Event 3

Summary Report: WORKSHOP “DATA SCIENCE ON AWS PLATFORM”

Event Objectives

  • Introduce an overview of the ecosystem of artificial intelligence (AI) services available on AWS.
  • Guide practical processes for building and training AI models using Amazon SageMaker.
  • Demonstrate how to deploy AI models from laboratory to production and integrate them into applications through APIs.

Speaker List

  • Mr. Van Hoang Kha - Cloud Solutions Architect, Leader of AWS User Group (Sharing solution architecture perspective).
  • Mr. Bach Doan Vuong - Cloud DevOps Engineer, AWS Community Builder (Sharing operations and deployment perspective).

In-Depth Content

The Importance of Cloud Computing in Data Science

  • Analysis of the core role of Cloud Computing: Not just storage, Cloud provides unlimited computing power to process Big Data and train complex AI models that personal computers struggle to handle.

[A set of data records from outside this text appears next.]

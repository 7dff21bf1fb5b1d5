//! Core data types for classification results and run statistics.

use std::path::PathBuf;
use std::time::Duration;

use crate::classify::LABELS;
use crate::math::argmax;

/// The classification outcome for a single image.
///
/// `label_index` is the arg-max of the per-class probability vector and
/// `probability` is that vector's value at `label_index`.
#[derive(Debug, Clone, PartialEq)]
pub struct ClassificationResult {
    /// Source image, as discovered
    pub path: PathBuf,

    /// Index into [`LABELS`], always in `0..LABELS.len()`
    pub label_index: usize,

    /// Human-readable landscape type, e.g. "2.Detail-landscape"
    pub label_name: &'static str,

    /// Probability of the winning class, in [0, 1]
    pub probability: f32,
}

impl ClassificationResult {
    /// Build a result from a probability vector over the landscape types.
    ///
    /// Returns `None` if the vector is empty, longer than the label set, or
    /// contains no comparable value.
    pub fn from_probabilities(path: PathBuf, probabilities: &[f32]) -> Option<Self> {
        if probabilities.len() > LABELS.len() {
            return None;
        }
        let label_index = argmax(probabilities)?;
        Some(Self {
            path,
            label_index,
            label_name: LABELS[label_index],
            probability: probabilities[label_index],
        })
    }
}

/// Counters describing a finished (or aborted) run.
#[derive(Debug, Clone, Default, PartialEq)]
pub struct RunSummary {
    /// Images that produced a result row
    pub classified: usize,
    /// Images the loader could not decode
    pub decode_failed: usize,
    /// Images dropped because their batch failed inference
    pub inference_failed: usize,
    /// Number of consumer iterations executed
    pub batches: usize,
    /// Wall-clock time from the first pop to the last report
    pub elapsed: Duration,
}

impl RunSummary {
    /// Total images accounted for.
    pub fn total(&self) -> usize {
        self.classified + self.decode_failed + self.inference_failed
    }

    /// Classified images per second over the whole run.
    pub fn rate(&self) -> f64 {
        let secs = self.elapsed.as_secs_f64();
        if secs > 0.0 {
            self.classified as f64 / secs
        } else {
            0.0
        }
    }
}
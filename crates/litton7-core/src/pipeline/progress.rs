//! Run progress, throughput and ETA.
//!
//! [`RunProgress`] is owned by the consumer and only mutated there.
//! Reporters receive immutable [`ProgressSnapshot`]s after every batch; they
//! are purely observational.

use std::time::{Duration, Instant};

/// Counters for the current run, owned by the consumer.
#[derive(Debug, Clone)]
pub struct RunProgress {
    total: usize,
    done: usize,
    started: Instant,
}

impl RunProgress {
    /// Start tracking a run of `total` items; the clock starts now.
    pub fn new(total: usize) -> Self {
        Self {
            total,
            done: 0,
            started: Instant::now(),
        }
    }

    pub fn total(&self) -> usize {
        self.total
    }

    pub fn done(&self) -> usize {
        self.done
    }

    pub fn remaining(&self) -> usize {
        self.total - self.done
    }

    pub fn is_complete(&self) -> bool {
        self.done >= self.total
    }

    pub fn elapsed(&self) -> Duration {
        self.started.elapsed()
    }

    /// Record a finished batch of `n` items.
    pub fn advance(&mut self, n: usize) {
        self.done = (self.done + n).min(self.total);
    }

    /// Derive throughput and ETA as of now.
    pub fn snapshot(&self) -> ProgressSnapshot {
        ProgressSnapshot::compute(self.done, self.total, self.elapsed().as_secs_f64())
    }
}

/// Derived progress figures for one report.
#[derive(Debug, Clone, Copy, PartialEq)]
pub struct ProgressSnapshot {
    pub done: usize,
    pub total: usize,
    pub elapsed_seconds: f64,
    /// `done / total`
    pub ratio: f64,
    /// `elapsed / done`
    pub secs_per_image: f64,
    /// `secs_per_image × (total - done)`
    pub eta_seconds: f64,
}

impl ProgressSnapshot {
    pub fn compute(done: usize, total: usize, elapsed_seconds: f64) -> Self {
        let ratio = if total > 0 {
            done as f64 / total as f64
        } else {
            1.0
        };
        let secs_per_image = if done > 0 {
            elapsed_seconds / done as f64
        } else {
            0.0
        };
        let eta_seconds = secs_per_image * total.saturating_sub(done) as f64;
        Self {
            done,
            total,
            elapsed_seconds,
            ratio,
            secs_per_image,
            eta_seconds,
        }
    }

    /// Rate and its unit: "s/img" when slower than one image per second,
    /// otherwise "img/s".
    pub fn rate(&self) -> (f64, &'static str) {
        if self.secs_per_image > 1.0 {
            (self.secs_per_image, "s/img")
        } else {
            (1.0 / self.secs_per_image, "img/s")
        }
    }

    /// ETA split into whole hours, minutes and seconds.
    pub fn eta_hms(&self) -> (u64, u64, u64) {
        let eta = self.eta_seconds.max(0.0);
        let hours = (eta / 3600.0).floor() as u64;
        let minutes = ((eta % 3600.0) / 60.0).floor() as u64;
        let seconds = (eta % 60.0).floor() as u64;
        (hours, minutes, seconds)
    }

    /// Status line, e.g. ` 04 / 10 ( 40.00%) | 3.21 img/s ETA 0:00:01`.
    pub fn render(&self) -> String {
        let (rate, unit) = self.rate();
        let (h, m, s) = self.eta_hms();
        format!(
            " {} / {} ({:6.2}%) | {:.2} {} ETA {}:{:02}:{:02}",
            pad_count(self.done, self.total),
            self.total,
            self.ratio * 100.0,
            rate,
            unit,
            h,
            m,
            s
        )
    }

    /// Status line shown before the first batch completes.
    pub fn initial_line(total: usize) -> String {
        format!(" {} / {} ({:6.2}%)", pad_count(0, total), total, 0.0)
    }
}

/// Right-align `done` to the digit width of `total`.
fn pad_count(done: usize, total: usize) -> String {
    let width = total.to_string().len();
    format!("{:>width$}", done)
}

/// Sink for progress updates.
pub trait ProgressReporter {
    /// Called once before the first batch.
    fn start(&mut self, _total: usize) {}

    /// Called after every batch.
    fn report(&mut self, snapshot: &ProgressSnapshot);

    /// Called once after the last batch (or an abort).
    fn finish(&mut self) {}
}

/// Reporter that discards every update.
#[derive(Debug, Default, Clone, Copy)]
pub struct NoProgress;

impl ProgressReporter for NoProgress {
    fn report(&mut self, _snapshot: &ProgressSnapshot) {}
}
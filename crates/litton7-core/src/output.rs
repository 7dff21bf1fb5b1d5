//! CSV result output.
//!
//! Rows are written as soon as their batch finishes, so an interrupted run
//! still leaves every completed row on disk.

use std::fs::File;
use std::io::{self, BufWriter, Write};
use std::path::Path;

use crate::types::ClassificationResult;

/// UTF-8 byte-order mark, written so spreadsheet tools pick the right encoding.
pub const UTF8_BOM: &[u8] = b"\xEF\xBB\xBF";

/// Output columns, in order.
pub const HEADER: [&str; 4] = ["imgname", "predict_label", "predict_label_num", "probability"];

/// Destination for classification results.
pub trait ResultSink {
    /// Write one record.
    fn write_record(&mut self, result: &ClassificationResult) -> io::Result<()>;

    /// Push buffered records to the underlying destination.
    fn flush(&mut self) -> io::Result<()>;
}

/// A writer that serializes results as CSV rows.
pub struct CsvWriter<W: Write> {
    writer: W,
    rows_written: usize,
}

impl CsvWriter<BufWriter<File>> {
    /// Create (or truncate) `path` and write the BOM and header.
    pub fn create(path: &Path) -> io::Result<Self> {
        let file = File::create(path)?;
        Self::new(BufWriter::new(file))
    }
}

impl<W: Write> CsvWriter<W> {
    /// Wrap `writer`, writing the BOM and header line immediately.
    pub fn new(mut writer: W) -> io::Result<Self> {
        writer.write_all(UTF8_BOM)?;
        writeln!(writer, "{}", HEADER.join(","))?;
        writer.flush()?;
        Ok(Self {
            writer,
            rows_written: 0,
        })
    }

    /// Number of data rows written so far.
    pub fn rows_written(&self) -> usize {
        self.rows_written
    }

    /// Consume the writer and return the underlying destination.
    pub fn into_inner(self) -> W {
        self.writer
    }
}

impl<W: Write> ResultSink for CsvWriter<W> {
    fn write_record(&mut self, result: &ClassificationResult) -> io::Result<()> {
        let path = result.path.to_string_lossy();
        writeln!(
            self.writer,
            "{},{},{},{}",
            escape_field(&path),
            escape_field(result.label_name),
            result.label_index,
            result.probability
        )?;
        self.rows_written += 1;
        Ok(())
    }

    fn flush(&mut self) -> io::Result<()> {
        self.writer.flush()
    }
}

/// Quote a field if it contains a delimiter, quote or line break.
fn escape_field(field: &str) -> std::borrow::Cow<'_, str> {
    if field.contains([',', '"', '\n', '\r']) {
        format!("\"{}\"", field.replace('"', "\"\"")).into()
    } else {
        field.into()
    }
}

#[cfg(test)]
mod tests {
    use super::*;
    use std::path::PathBuf;

    fn result(path: &str, label_index: usize, probability: f32) -> ClassificationResult {
        ClassificationResult {
            path: PathBuf::from(path),
            label_index,
            label_name: crate::classify::LABELS[label_index],
            probability,
        }
    }

    #[test]
    fn test_header_with_bom() {
        let writer = CsvWriter::new(Vec::new()).unwrap();
        let out = writer.into_inner();
        assert!(out.starts_with(UTF8_BOM));
        assert_eq!(
            String::from_utf8(out[3..].to_vec()).unwrap(),
            "imgname,predict_label,predict_label_num,probability\n"
        );
    }

    #[test]
    fn test_rows_in_order() {
        let mut writer = CsvWriter::new(Vec::new()).unwrap();
        writer.write_record(&result("a.jpg", 0, 0.5)).unwrap();
        writer.write_record(&result("b.jpg", 6, 0.25)).unwrap();
        assert_eq!(writer.rows_written(), 2);

        let out = String::from_utf8(writer.into_inner()[3..].to_vec()).unwrap();
        let lines: Vec<&str> = out.lines().collect();
        assert_eq!(lines.len(), 3);
        assert_eq!(lines[1], "a.jpg,0.Panoramic-landscape,0,0.5");
        assert_eq!(lines[2], "b.jpg,6.Canopied-landscape,6,0.25");
    }

    #[test]
    fn test_paths_with_commas_are_quoted() {
        let mut writer = CsvWriter::new(Vec::new()).unwrap();
        writer
            .write_record(&result("photos/lake, \"dawn\".jpg", 1, 0.75))
            .unwrap();
        let out = String::from_utf8(writer.into_inner()[3..].to_vec()).unwrap();
        assert_eq!(
            out.lines().nth(1).unwrap(),
            "\"photos/lake, \"\"dawn\"\".jpg\",1.Feature-landscape,1,0.75"
        );
    }

    #[test]
    fn test_create_fails_for_missing_directory() {
        let dir = tempfile::tempdir().unwrap();
        let path = dir.path().join("no/such/dir/out.csv");
        assert!(CsvWriter::create(&path).is_err());
    }
}
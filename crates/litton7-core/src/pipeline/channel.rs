//! Bounded FIFO between the loader and the consumer.
//!
//! Both ends block: the loader when the buffer is full, the consumer when it
//! is empty. Neither end polls.

use std::path::PathBuf;

use image::DynamicImage;
use tokio::sync::mpsc;

use crate::config::PipelineConfig;
use crate::error::PipelineError;

/// A decoded image paired with the path it came from.
pub struct QueueItem {
    pub path: PathBuf,
    pub image: DynamicImage,
}

/// What travels through the channel: one entry per accepted path, in order.
///
/// Decode failures are carried as values so the consumer decides what to do
/// with them instead of the loader thread dying.
pub type LoadResult = Result<QueueItem, PipelineError>;

/// Producer half of the loader channel.
pub type LoadSender = mpsc::Sender<LoadResult>;

/// Consumer half of the loader channel.
pub type LoadReceiver = mpsc::Receiver<LoadResult>;

/// Create the loader channel with capacity `buffer_factor × batch_size`.
pub fn bounded_channel(config: &PipelineConfig) -> (LoadSender, LoadReceiver) {
    mpsc::channel(config.buffer_size())
}

/// Number of items currently buffered, as seen from the producer side.
pub fn occupancy<T>(sender: &mpsc::Sender<T>) -> usize {
    sender.max_capacity() - sender.capacity()
}

#[cfg(test)]
mod tests {
    use super::*;

    fn config(batch_size: usize) -> PipelineConfig {
        PipelineConfig {
            batch_size,
            ..PipelineConfig::default()
        }
    }

    #[test]
    fn test_capacity_is_three_batches() {
        let (tx, _rx) = bounded_channel(&config(4));
        assert_eq!(tx.max_capacity(), 12);
        assert_eq!(occupancy(&tx), 0);
    }

    #[test]
    fn test_full_channel_rejects_further_pushes() {
        let (tx, mut rx) = mpsc::channel::<u32>(config(2).buffer_size());
        for i in 0..6 {
            tx.try_send(i).unwrap();
        }
        assert_eq!(occupancy(&tx), 6);
        assert!(matches!(
            tx.try_send(6),
            Err(mpsc::error::TrySendError::Full(6))
        ));

        assert_eq!(rx.blocking_recv(), Some(0));
        assert_eq!(occupancy(&tx), 5);
        tx.try_send(6).unwrap();
    }

    #[test]
    fn test_blocking_ends_preserve_fifo_order() {
        let (tx, mut rx) = mpsc::channel::<u32>(config(1).buffer_size());
        let producer = std::thread::spawn(move || {
            for i in 0..50 {
                tx.blocking_send(i).unwrap();
                assert!(occupancy(&tx) <= 3);
            }
        });

        let received: Vec<u32> = (0..50).map(|_| rx.blocking_recv().unwrap()).collect();
        producer.join().unwrap();
        assert_eq!(received, (0..50).collect::<Vec<_>>());
    }
}
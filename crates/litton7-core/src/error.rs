//! Error types for the Litton7 classification pipeline.
//!
//! Errors are organized by stage so that callers can tell a per-file problem
//! (skip it and keep going) from a setup problem (abort the run) without
//! string matching.

use std::path::PathBuf;
use thiserror::Error;

/// Configuration-specific errors.
#[derive(Error, Debug)]
pub enum ConfigError {
    /// Failed to read the config file from disk
    #[error("Failed to read config file: {0}")]
    ReadError(#[from] std::io::Error),

    /// Failed to parse TOML configuration
    #[error("Failed to parse config: {0}")]
    ParseError(#[from] toml::de::Error),

    /// Configuration values are invalid
    #[error("Invalid configuration: {0}")]
    ValidationError(String),
}

/// Pipeline processing errors, organized by stage.
#[derive(Error, Debug)]
pub enum PipelineError {
    /// Structural validation during discovery failed
    #[error("Not a valid image {path}: {message}")]
    Validate { path: PathBuf, message: String },

    /// Image decoding failed
    #[error("Decode error for {path}: {message}")]
    Decode { path: PathBuf, message: String },

    /// File exceeds size limit
    #[error("File too large: {path} ({size_mb}MB > {max_mb}MB)")]
    FileTooLarge {
        path: PathBuf,
        size_mb: u64,
        max_mb: u64,
    },

    /// Image dimensions exceed limit
    #[error("Image too large: {path} ({width}x{height} > {max_dim})")]
    ImageTooLarge {
        path: PathBuf,
        width: u32,
        height: u32,
        max_dim: u32,
    },

    /// Unsupported image format
    #[error("Unsupported format for {path}: {format}")]
    UnsupportedFormat { path: PathBuf, format: String },

    /// File not found
    #[error("File not found: {0}")]
    FileNotFound(PathBuf),

    /// The classification model could not be loaded
    #[error("Could not load model {path}: {message}")]
    ModelLoad { path: PathBuf, message: String },

    /// Device argument could not be resolved to a compute device
    #[error("Invalid device: {0}")]
    Device(String),

    /// Inference failed for a whole batch
    #[error("Inference failed for batch starting at {first}: {message}")]
    Inference { first: PathBuf, message: String },

    /// The loader thread could not be started
    #[error("Could not start loader thread: {0}")]
    LoaderSpawn(#[source] std::io::Error),

    /// The loader hung up before delivering every accepted image
    #[error("Loader stopped after {received} of {expected} images")]
    LoaderStopped { received: usize, expected: usize },

    /// The result sink could not be written
    #[error("Output error: {0}")]
    Output(#[source] std::io::Error),

    /// The run was stopped after a batch failure
    #[error("Run aborted after {done} of {total} images: {source}")]
    Aborted {
        done: usize,
        total: usize,
        #[source]
        source: Box<PipelineError>,
    },
}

  • Efficiency comparison between Cloud and On-premise (Physical servers):

    • Cloud: Strengths lie in Elasticity — can scale resources up/down instantly, extremely fast deployment, convert CAPEX (Capital Expenditure) to OPEX (Operating Expenditure), and easily integrate new technologies.
    • On-premise: Faces major barriers in initial hardware costs, difficulty expanding infrastructure when data surges, and expensive maintenance personnel.
  • AWS plays the role of backbone for the entire Data Science pipeline: Provides a closed-loop process from raw data collection, cleaning, training to when the model is put into practical use.

AI Architecture Layers on AWS

AWS categorizes AI services into 3 separate layers, designed to suit different user audiences with varying technical levels and control needs:

1. AI Services (Fully Managed Service Layer)

“Instant noodle” solution for Developers who want to integrate intelligence into applications without deep ML algorithm knowledge.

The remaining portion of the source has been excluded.